◆ **ABOUT THIS TASK**: Only part of the listing is needed, namely the lines from its start through the line with "i16, back_right: i16)", and they should be retyped exactly.
[DATA FOR THIS TASK]
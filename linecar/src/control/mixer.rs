// SPDX-License-Identifier: MIT
// © 2025–2026 Christopher Liu

//! Differential-drive mixing of base speed and steering correction.

/// Hardware-declared safe range for a single wheel command.
pub const WHEEL_SPEED_LIMIT: i16 = 4000;

/// Sign convention between mixed wheel speeds and the motor driver.
///
/// Depends on how the motors are wired to the H-bridge outputs. The default is
/// [`MotorPolarity::Normal`]: the left side receives `base + correction`.
#[derive(Copy, Clone, Debug, Default, Eq, PartialEq)]
pub enum MotorPolarity {
    /// Mixed values are passed to the motor driver unchanged.
    #[default]
    Normal,
    /// All four mixed values are negated before reaching the motor driver.
    Inverted,
}

/// Signed speed command for each of the four wheels.
#[derive(Copy, Clone, Debug, Default, Eq, PartialEq)]
pub struct WheelSpeeds {
    pub front_left: i16,
    pub back_left: i16,
    pub front_right: i16,
    pub back_right: i16,
}

impl WheelSpeeds {
    pub const STOP: Self = Self::new(0, 0, 0, 0);

    pub const fn new(front_left: i16, back_left: i16, front_right: i16, back_right: i16) -> Self {
        Self {
            front_left,
            back_left,
            front_right,
            back_right,
        }
    }

    /// Both wheels on each side driven identically.
    pub const fn sides(left: i16, right: i16) -> Self {
        Self::new(left, left, right, right)
    }

    /// Wheel commands in motor order M1..M4.
    pub fn as_array(&self) -> [i16; 4] {
        [
            self.front_left,
            self.back_left,
            self.front_right,
            self.back_right,
        ]
    }
}

/// Maps base speed and correction to per-wheel commands.
#[derive(Copy, Clone, Debug, Default)]
pub struct DriveMixer {
    polarity: MotorPolarity,
}

impl DriveMixer {
    pub fn new(polarity: MotorPolarity) -> Self {
        Self { polarity }
    }

    #[inline]
    pub fn polarity(&self) -> MotorPolarity {
        self.polarity
    }

    /// Left side gets `base + correction`, right side `base - correction`, each clamped to
    /// ±[`WHEEL_SPEED_LIMIT`] and then adjusted for polarity.
    pub fn mix(&self, base_speed: i16, correction: i32) -> WheelSpeeds {
        let base = base_speed as i32;
        let limit = WHEEL_SPEED_LIMIT as i32;

        let mut left = base.saturating_add(correction).clamp(-limit, limit) as i16;
        let mut right = base.saturating_sub(correction).clamp(-limit, limit) as i16;

        if self.polarity == MotorPolarity::Inverted {
            left = -left;
            right = -right;
        }

        WheelSpeeds::sides(left, right)
    }
}
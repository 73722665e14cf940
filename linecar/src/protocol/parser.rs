// SPDX-License-Identifier: MIT
// © 2025–2026 Christopher Liu

//! Byte-stream framing for the serial command link.
//!
//! Frame layout: `[START_BYTE, len, data[0..len], checksum]` where `checksum` is the wrapping sum
//! of `len` and every data byte. Frames with `len == 0` or a bad checksum are discarded and the
//! parser resynchronizes on the next start byte.

use heapless::Vec;

use crate::protocol::messages::{IPC_PAYLOAD_CAPACITY, START_BYTE};

/// Largest data section of a link frame.
pub const MAX_FRAME_LEN: usize = IPC_PAYLOAD_CAPACITY;

/// Largest encoded frame: start byte, length, data, checksum.
pub const MAX_ENCODED_LEN: usize = MAX_FRAME_LEN + 3;

pub type Frame = Vec<u8, MAX_FRAME_LEN>;

enum State {
    WaitStart,
    WaitLen,
    Data { len: u8 },
    WaitChecksum,
}

pub struct Parser {
    state: State,
    checksum: u8,
    data: Frame,
}

impl Parser {
    pub fn new() -> Self {
        Self {
            state: State::WaitStart,
            checksum: 0,
            data: Frame::new(),
        }
    }

    /// Process a single incoming byte. Returns `Some(frame)` when a complete, valid frame has been
    /// received.
    pub fn push(&mut self, byte: u8) -> Option<Frame> {
        match self.state {
            State::WaitStart => {
                if byte == START_BYTE {
                    self.state = State::WaitLen;
                    self.checksum = 0;
                    self.data.clear();
                }
            }
            State::WaitLen => {
                if byte == 0 {
                    // Empty frame, reset state
                    self.state = State::WaitStart;
                } else {
                    self.checksum = byte;
                    self.state = State::Data { len: byte };
                }
            }
            State::Data { len } => {
                self.checksum = self.checksum.wrapping_add(byte);
                // Capacity equals the largest length byte, so this cannot overflow.
                let _ = self.data.push(byte);
                if self.data.len() == len as usize {
                    self.state = State::WaitChecksum;
                }
            }
            State::WaitChecksum => {
                // Reset for next frame
                self.state = State::WaitStart;

                if byte == self.checksum {
                    return Some(core::mem::take(&mut self.data));
                }
                log::debug!("link frame dropped: bad checksum");
            }
        }
        None
    }
}

impl Default for Parser {
    fn default() -> Self {
        Self::new()
    }
}

/// Encode `data` as a link frame. Returns `None` if `data` is empty or too long.
pub fn encode_frame(data: &[u8]) -> Option<Vec<u8, MAX_ENCODED_LEN>> {
    if data.is_empty() || data.len() > MAX_FRAME_LEN {
        return None;
    }

    let len = data.len() as u8;
    let checksum = data.iter().fold(len, |acc, b| acc.wrapping_add(*b));

    let mut out = Vec::new();
    out.push(START_BYTE).ok()?;
    out.push(len).ok()?;
    out.extend_from_slice(data).ok()?;
    out.push(checksum).ok()?;
    Some(out)
}
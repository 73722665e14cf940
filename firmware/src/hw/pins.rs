// SPDX-License-Identifier: MIT
// © 2025–2026 Christopher Liu

//! Pin definitions for the car controller on an STM32F767ZI board.

use stm32f7xx_hal::{
    gpio::{gpioa, gpiob, gpiod, Alternate, OpenDrain},
    pac,
    prelude::*,
};

/// All board pins. Construct this once at startup using:
///
/// ```ignore
/// let pins = BoardPins::new(dp.GPIOA, dp.GPIOB, dp.GPIOD);
/// ```
pub struct BoardPins {
    pub usart3: Usart3Pins,
    pub usart2: Usart2Pins,
    pub i2c1: I2c1Pins,
    pub spi1: Spi1Pins,
}

/// Debug console on the ST-LINK virtual COM port.
pub struct Usart3Pins {
    pub tx: gpiod::PD8<Alternate<7>>,
    pub rx: gpiod::PD9<Alternate<7>>,
}

/// Command link to the radio module.
pub struct Usart2Pins {
    pub tx: gpiod::PD5<Alternate<7>>,
    pub rx: gpiod::PD6<Alternate<7>>,
}

/// Motor board (PCA9685) and tracking board (PCF8574).
pub struct I2c1Pins {
    pub scl: gpiob::PB8<Alternate<4, OpenDrain>>,
    pub sda: gpiob::PB9<Alternate<4, OpenDrain>>,
}

/// WS2812 strip. Only MOSI is wired.
pub struct Spi1Pins {
    pub sck: gpioa::PA5<Alternate<5>>,
    pub miso: gpioa::PA6<Alternate<5>>,
    pub mosi: gpioa::PA7<Alternate<5>>,
}

impl BoardPins {
    pub fn new(gpioa: pac::GPIOA, gpiob: pac::GPIOB, gpiod: pac::GPIOD) -> Self {
        let gpioa = gpioa.split();
        let gpiob = gpiob.split();
        let gpiod = gpiod.split();

        Self {
            usart3: Usart3Pins {
                tx: gpiod.pd8.into_alternate::<7>(),
                rx: gpiod.pd9.into_alternate::<7>(),
            },

            usart2: Usart2Pins {
                tx: gpiod.pd5.into_alternate::<7>(),
                rx: gpiod.pd6.into_alternate::<7>(),
            },

            i2c1: I2c1Pins {
                scl: gpiob.pb8.into_alternate_open_drain::<4>(),
                sda: gpiob.pb9.into_alternate_open_drain::<4>(),
            },

            spi1: Spi1Pins {
                sck: gpioa.pa5.into_alternate::<5>(),
                miso: gpioa.pa6.into_alternate::<5>(),
                mosi: gpioa.pa7.into_alternate::<5>(),
            },
        }
    }
}
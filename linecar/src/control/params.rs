// SPDX-License-Identifier: MIT
// © 2025–2026 Christopher Liu

//! Live-tunable runtime parameters.
//!
//! Parameters reset to the compiled-in defaults on power-up and are only changed through TUNE
//! commands on the command channel. Out-of-range values are clamped, never rejected.

use crate::control::mixer::WHEEL_SPEED_LIMIT;

/// Largest accepted PID gain.
pub const GAIN_LIMIT: f32 = 10_000.0;

/// Default forward speed (PCA9685 pulse width units).
pub const DEFAULT_BASE_SPEED: i16 = 1000;
/// Default bound on the steering correction.
pub const DEFAULT_MAX_CORRECTION: u16 = 1200;
pub const DEFAULT_KP: f32 = 0.4;
pub const DEFAULT_KD: f32 = 0.01;
pub const DEFAULT_KI: f32 = 0.0;

/// Index of a tunable parameter in a TUNE command.
#[derive(Copy, Clone, Debug, Eq, PartialEq)]
pub enum TuneParam {
    BaseSpeed = 0,
    MaxCorrection = 1,
    Kp = 2,
    Kd = 3,
    Ki = 4,
}

impl TuneParam {
    pub fn from_index(index: u8) -> Option<Self> {
        match index {
            0 => Some(Self::BaseSpeed),
            1 => Some(Self::MaxCorrection),
            2 => Some(Self::Kp),
            3 => Some(Self::Kd),
            4 => Some(Self::Ki),
            _ => None,
        }
    }

    #[inline]
    pub fn index(self) -> u8 {
        self as u8
    }
}

/// Gains and speed settings read by the controller and mixer every tick.
#[derive(Copy, Clone, Debug, PartialEq)]
pub struct RuntimeParameters {
    pub kp: f32,
    pub kd: f32,
    pub ki: f32,
    pub base_speed: i16,
    pub max_correction: u16,
}

impl RuntimeParameters {
    /// Apply one TUNE value, clamping it into the sane range for that parameter.
    ///
    /// Gains are transported as integers, so tuning precision is one unit.
    pub fn apply(&mut self, param: TuneParam, value: i16) {
        match param {
            TuneParam::BaseSpeed => {
                self.base_speed = value.clamp(-WHEEL_SPEED_LIMIT, WHEEL_SPEED_LIMIT);
            }
            TuneParam::MaxCorrection => {
                self.max_correction = value.clamp(0, WHEEL_SPEED_LIMIT) as u16;
            }
            TuneParam::Kp => self.kp = clamp_gain(value),
            TuneParam::Kd => self.kd = clamp_gain(value),
            TuneParam::Ki => self.ki = clamp_gain(value),
        }
    }

    pub fn with_gains(mut self, kp: f32, ki: f32, kd: f32) -> Self {
        self.kp = kp;
        self.ki = ki;
        self.kd = kd;
        self
    }

    pub fn with_speed(mut self, base_speed: i16, max_correction: u16) -> Self {
        self.base_speed = base_speed;
        self.max_correction = max_correction;
        self
    }
}

impl Default for RuntimeParameters {
    fn default() -> Self {
        Self {
            kp: DEFAULT_KP,
            kd: DEFAULT_KD,
            ki: DEFAULT_KI,
            base_speed: DEFAULT_BASE_SPEED,
            max_correction: DEFAULT_MAX_CORRECTION,
        }
    }
}

#[inline]
fn clamp_gain(value: i16) -> f32 {
    (value as f32).clamp(0.0, GAIN_LIMIT)
}
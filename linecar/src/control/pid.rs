// SPDX-License-Identifier: MIT
// © 2025–2026 Christopher Liu

//! PID steering controller for line following.
//!
//! Works in `no_std` and does not allocate memory. Gains come from [`RuntimeParameters`] on every
//! call so that live tuning takes effect on the next tick.

use crate::control::RuntimeParameters;

/// Smallest time step used for the I and D terms (seconds).
pub const MIN_DT_S: f32 = 0.001;

/// Default integral anti-windup clamp.
pub const INTEGRAL_LIMIT: f32 = 100.0;

/// State carried between controller updates.
#[derive(Copy, Clone, Debug, Default, PartialEq)]
pub struct ControllerState {
    /// Error seen on the previous update
    pub last_error: f32,
    /// Integrator state
    pub integral: f32,
    /// Clock reading of the previous update
    pub last_timestamp_ms: u32,
}

/// PID controller producing a bounded integer steering correction.
pub struct Pid {
    state: ControllerState,

    /// Integral anti-windup clamp
    int_min: f32,
    int_max: f32,

    /// No derivative history yet
    first_update: bool,
}

impl Pid {
    /// Create a controller with zeroed state.
    pub fn new() -> Self {
        Self {
            state: ControllerState::default(),
            int_min: -INTEGRAL_LIMIT,
            int_max: INTEGRAL_LIMIT,
            first_update: true,
        }
    }

    /// Set integral limits for anti-windup.
    pub fn with_integral_limits(mut self, min: f32, max: f32) -> Self {
        self.int_min = min;
        self.int_max = max;
        self
    }

    #[inline]
    pub fn state(&self) -> &ControllerState {
        &self.state
    }

    #[inline]
    pub fn last_error(&self) -> f32 {
        self.state.last_error
    }

    /// Reset integrator + derivative history and restart timing from `now_ms`.
    pub fn reset(&mut self, now_ms: u32) {
        self.state = ControllerState {
            last_error: 0.0,
            integral: 0.0,
            last_timestamp_ms: now_ms,
        };
        self.first_update = true;
    }

    /// Update the controller.
    ///
    /// `error` — target minus measurement, i.e. the negated line position
    /// `now_ms` — current millisecond clock reading
    ///
    /// Returns the correction truncated toward zero, within `±params.max_correction`.
    pub fn update(&mut self, error: f32, now_ms: u32, params: &RuntimeParameters) -> i32 {
        let elapsed_ms = now_ms.wrapping_sub(self.state.last_timestamp_ms);
        let mut dt = elapsed_ms as f32 / 1000.0;
        if dt < MIN_DT_S {
            dt = MIN_DT_S;
        }

        // ----- P term -----
        let p = params.kp * error;

        // ----- I term -----
        self.state.integral = (self.state.integral + error * dt).clamp(self.int_min, self.int_max);
        let i = params.ki * self.state.integral;

        // ----- D term (skipped until there is a previous error) -----
        let d = if self.first_update {
            self.first_update = false;
            0.0
        } else {
            params.kd * (error - self.state.last_error) / dt
        };

        // ----- Output clamp -----
        let limit = params.max_correction as f32;
        let out = (p + i + d).clamp(-limit, limit);

        self.state.last_error = error;
        self.state.last_timestamp_ms = now_ms;

        out as i32
    }
}

impl Default for Pid {
    fn default() -> Self {
        Self::new()
    }
}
[/DATA FOR THIS TASK]
◆ **ANSWER TO THIS PROBLEM**:
filename linecar/src/control/mixer.rs
// SPDX-License-Identifier: MIT
// © 2025–2026 Christopher Liu

//! Differential-drive mixing of base speed and steering correction.

/// Hardware-declared safe range for a single wheel command.
pub const WHEEL_SPEED_LIMIT: i16 = 4000;

/// Sign convention between mixed wheel speeds and the motor driver.
///
/// Depends on how the motors are wired to the H-bridge outputs. The default is
/// [`MotorPolarity::Normal`]: the left side receives `base + correction`.
#[derive(Copy, Clone, Debug, Default, Eq, PartialEq)]
pub enum MotorPolarity {
    /// Mixed values are passed to the motor driver unchanged.
    #[default]
    Normal,
    /// All four mixed values are negated before reaching the motor driver.
    Inverted,
}

/// Signed speed command for each of the four wheels.
#[derive(Copy, Clone, Debug, Default, Eq, PartialEq)]
pub struct WheelSpeeds {
    pub front_left: i16,
    pub back_left: i16,
    pub front_right: i16,
    pub back_right: i16,
}

impl WheelSpeeds {
    pub const STOP: Self = Self::new(0, 0, 0, 0);

    pub const fn new(front_left: i16, back_left: i16, front_right: i16, back_right: i16) -> Self {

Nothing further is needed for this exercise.